Des témoins rapportent avoir observé de la fumée émanant de la zone, tandis que des ambulances, sirènes hurlantes, se précipitaient vers les lieux. Les forces de sécurité ont rapidement établi des barrages pour contenir la situation. Une source sécuritaire syrienne indique que l'une des explosions a été causée par une bombe dissimulée dans une benne à ordures, l'autre étant placée dans un véhicule à proximité de l'hôtel Four Seasons.
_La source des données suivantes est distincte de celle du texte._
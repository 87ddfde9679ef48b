//! Helpers for sanitizing filenames and data entering tracing span attributes.

use std::path::Path;

/// Returns only the filename component of a path (no directory).
///
/// Safe for span fields — reveals file name without exposing the full path.
pub fn redact_path(path: &Path) -> String {
    path.file_name()
        .and_then(|n| n.to_str())
        .unwrap_or("<unknown>")
        .to_string()
}

/// Reduces a client-supplied filename to a safe basename.
///
/// Strips directory components (both separators), drops control characters,
/// and never returns an empty or dots-only name. Used when materializing
/// inputs into the per-job working directory so a declared name like
/// `../../etc/passwd` cannot escape it.
pub fn safe_filename(name: &str) -> String {
    let base = name
        .rsplit(['/', '\\'])
        .next()
        .unwrap_or(name);

    let cleaned: String = base.chars().filter(|c| !c.is_control()).collect();

    let trimmed = cleaned.trim().trim_matches('.');
    if trimmed.is_empty() {
        "file".to_string()
    } else {
        cleaned.trim().to_string()
    }
}

#[cfg(test)]
mod tests {
    use super::*;
    use std::path::PathBuf;

    #[test]
    fn test_redact_path_returns_filename() {
        assert_eq!(
            redact_path(Path::new("/home/user/uploads/invoice.pdf")),
            "invoice.pdf"
        );
    }

    #[test]
    fn test_redact_path_no_filename() {
        assert_eq!(redact_path(Path::new("/")), "<unknown>");
    }

    #[test]
    fn test_redact_path_relative() {
        assert_eq!(redact_path(&PathBuf::from("a/b/c.txt")), "c.txt");
    }

    #[test]
    fn test_safe_filename_strips_directories() {
        assert_eq!(safe_filename("../../etc/passwd"), "passwd");
        assert_eq!(safe_filename("C:\\Users\\x\\doc.pdf"), "doc.pdf");
        assert_eq!(safe_filename("plain.txt"), "plain.txt");
    }

    #[test]
    fn test_safe_filename_never_empty() {
        assert_eq!(safe_filename(""), "file");
        assert_eq!(safe_filename("..."), "file");
        assert_eq!(safe_filename("a/b/"), "file");
    }

    #[test]
    fn test_safe_filename_drops_control_chars() {
        assert_eq!(safe_filename("bad\u{0}name.txt"), "badname.txt");
    }
}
Cette visite de Macron marque un tournant, étant la première d'un dirigeant d'une puissance occidentale en Syrie depuis l'avènement d'une coalition islamiste au pouvoir. Ce déplacement s'inscrit dans un contexte tendu, seulement quelques jours après un attentat qui a coûté la vie à dix personnes dans un café au cœur de Damas.
Lors de son arrivée, le président français a partagé un dîner avec son homologue syrien dans un restaurant du centre-ville. Les deux dirigeants ont également visité la célèbre mosquée des Omeyyades, un site emblématique, avant que les explosions ne viennent assombrir le tableau de cette rencontre historique. Selon les analyses de plusieurs experts, cette visite pourrait signaler un changement dans la dynamique internationale envers la Syrie. Le politologue Jean Dupont, interrogé par Le Monde, estime que "cette visite est symbolique et pourrait ouvrir des discussions sur la réconciliation et la stabilité dans la région".